Voilà qui va bien, et sauf peut-être la forme et la mesure dans les termes, nous n’avons pas besoin de dire que cette thèse est la nôtre. Mais le comte de Saint-Bonsens, j’allais dire, qu’il me pardonne, le comte de Sangbouillant, n’est pas homme à s’en tenir là. Il ne se borne pas à réclamer pour lui, et pour les autres aussi bien que pour lui, la liberté religieuse la plus complète. Il éprouve, je l’ai dit, le besoin de pousser sur le terrain des diverses religions, comme aussi sur le terrain des diverses sortes d’incrédulité, des reconnaissances d’une vivacité qui n’est pas, j’en ai peur, pour désarmer beaucoup ses adversaires. Il ne se borne pas non plus, en signalant les entraves trop nombreuses mises par l’État à l’exercice de notre activité personnelle, à ramener la force publique à son rôle de protectrice de cette activité et de gardienne de la liberté. Il va jusqu’à nier la nécessité de cette force publique et la police elle-même et la magistrature lui paraissent des sauvegardes inutiles dans un État social conforme à la nature. C’est sans le secours du code pénal qu’il poursuit la régénération morale. Il est vrai que dans cet État social, conforme à la nature, les hommes, à l’en croire, ne seraient plus ce qu’ils sont. Ils ne seraient pas seulement moins accessibles aux entraînements de la passion et de l’intérêt, moins enclins à l’égoïsme, moins prompts à se donner raison et à donner tort à autrui. Ils seraient débarrassés à tout jamais de ces erreurs et de ces vices, nés de la civilisation. Les lois de Dieu, les seules qui ne se discutent point, à ce qu’il paraît, règleraient en tout leur conduite et la modération dans les désirs, la bienveillance à l’égard du prochain, l’émulation dans le travail et, pour tout dire, l’absence de toute compétition, par suite de la mise en commun de tous les biens, ôteraient tout prétexte à la rivalité, à la jalousie et à l’injustice.

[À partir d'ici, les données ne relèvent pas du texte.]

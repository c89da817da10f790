use crate::AppState;
use crate::models::settings::{AppSettings, ScoreMode};
use crate::models::ai::AIConfig;
use crate::services::ai_service::AIService;
use crate::services::record_store::RecordStore;

pub async fn get_settings(
    state: &AppState,
) -> Result<AppSettings, String> {
    state.db.load_settings().map_err(|e| e.to_string())
}

pub async fn save_settings(
    state: &AppState,
    settings: AppSettings,
) -> Result<(), String> {
    state.db.save_settings(&settings).map_err(|e| e.to_string())
}

pub async fn add_ai_config(
    state: &AppState,
    config: AIConfig,
) -> Result<AppSettings, String> {
    let mut settings = state.db.load_settings().map_err(|e| e.to_string())?;
    if settings.ai_configs.iter().any(|c| c.id == config.id) {
        return Err(format!("模型配置 {} 已存在", config.id));
    }
    settings.ai_configs.push(config);
    if settings.active_ai_config_id.is_none() {
        settings.active_ai_config_id = settings.ai_configs.first().map(|c| c.id.clone());
    }
    state.db.save_settings(&settings).map_err(|e| e.to_string())?;
    Ok(settings)
}

pub async fn remove_ai_config(
    state: &AppState,
    config_id: String,
) -> Result<AppSettings, String> {
    let mut settings = state.db.load_settings().map_err(|e| e.to_string())?;
    settings.ai_configs.retain(|c| c.id != config_id);
    if settings.active_ai_config_id.as_deref() == Some(&config_id) {
        settings.active_ai_config_id = settings.ai_configs.first().map(|c| c.id.clone());
    }
    state.db.save_settings(&settings).map_err(|e| e.to_string())?;
    Ok(settings)
}

pub async fn set_active_ai_config(
    state: &AppState,
    config_id: String,
) -> Result<AppSettings, String> {
    let mut settings = state.db.load_settings().map_err(|e| e.to_string())?;
    if !settings.ai_configs.iter().any(|c| c.id == config_id) {
        return Err(format!("没有模型配置 {}", config_id));
    }
    settings.active_ai_config_id = Some(config_id);
    state.db.save_settings(&settings).map_err(|e| e.to_string())?;
    Ok(settings)
}

pub async fn set_score_mode(
    state: &AppState,
    mode: ScoreMode,
) -> Result<AppSettings, String> {
    let mut settings = state.db.load_settings().map_err(|e| e.to_string())?;
    settings.score_mode = mode;
    state.db.save_settings(&settings).map_err(|e| e.to_string())?;
    Ok(settings)
}

/// 修改附件队列上限，当前队列超出的部分按最早加入的先淘汰
pub async fn set_max_attachments(
    state: &AppState,
    max_attachments: usize,
) -> Result<AppSettings, String> {
    if max_attachments == 0 {
        return Err("附件上限至少为 1".to_string());
    }
    let mut settings = state.db.load_settings().map_err(|e| e.to_string())?;
    settings.max_attachments = max_attachments;
    state.db.save_settings(&settings).map_err(|e| e.to_string())?;

    let mut session = state.session().map_err(|e| e.to_string())?;
    session.attachments.set_capacity(max_attachments);
    Ok(settings)
}

/// 切换记录库的键；返回新键下已有的记录数
pub async fn set_store_key(
    state: &AppState,
    store_key: String,
) -> Result<usize, String> {
    let key = store_key.trim();
    if key.is_empty() || key.ends_with(":draft") {
        return Err(format!("无效的存储键: {:?}", store_key));
    }
    let mut settings = state.db.load_settings().map_err(|e| e.to_string())?;
    settings.store_key = key.to_string();
    state.db.save_settings(&settings).map_err(|e| e.to_string())?;

    let store = RecordStore::new(state.db.clone(), key);
    store.load_all().map(|r| r.len()).map_err(|e| e.to_string())
}

/// 测试 AI 模型配置是否可用
pub async fn test_ai_config(
    config: AIConfig,
) -> Result<String, String> {
    AIService::test_ai_connection(&config).await.map_err(|e| e.to_string())
}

Mais c’est le communisme, allez-vous me dire, que cet âge d’or rêvé par le comte de Saint-Bonsens, et le communisme sans gouvernement répartiteur des tâches et distributeur des produits ; l’anarchisme, autrement dit, dans toute sa rigueur
Oui, et je ne le lui fais point dire. Encore bien qu’il ne se fasse pas faute de se contredire dans les termes mêmes de sa profession de foi, il est révolutionnaire, il est socialiste, il est anarchiste, puisqu’il repousse toute loi extérieure à l’individu et toute règle qui ne vient point de lui-même.
Oh ! révolutionnaire sans violence, anarchiste sans tendresse aucune pour les procédés de la propagande du fait. C’est par le désintéressement seul et par l’exemple, qui de proche en proche ramènera les riches à la pratique de la communauté absolue de la primitive Église, qu’il espère réaliser l’abolition de la propriété, et obtenir l’abdication de l’État. Entre nous j’ai bien peur que ce ne soit une édition nouvelle de l’histoire du décapité par persuasion, et j’y croirai quand j’aurai vu le dernier des rois, des présidents de républiques ou des chefs de tribus sauvages apporter lui-même sa tête sur un plat de terre — l’or et l’argent n’étant plus de mise — devant la foule assemblée de ses anciens administrés.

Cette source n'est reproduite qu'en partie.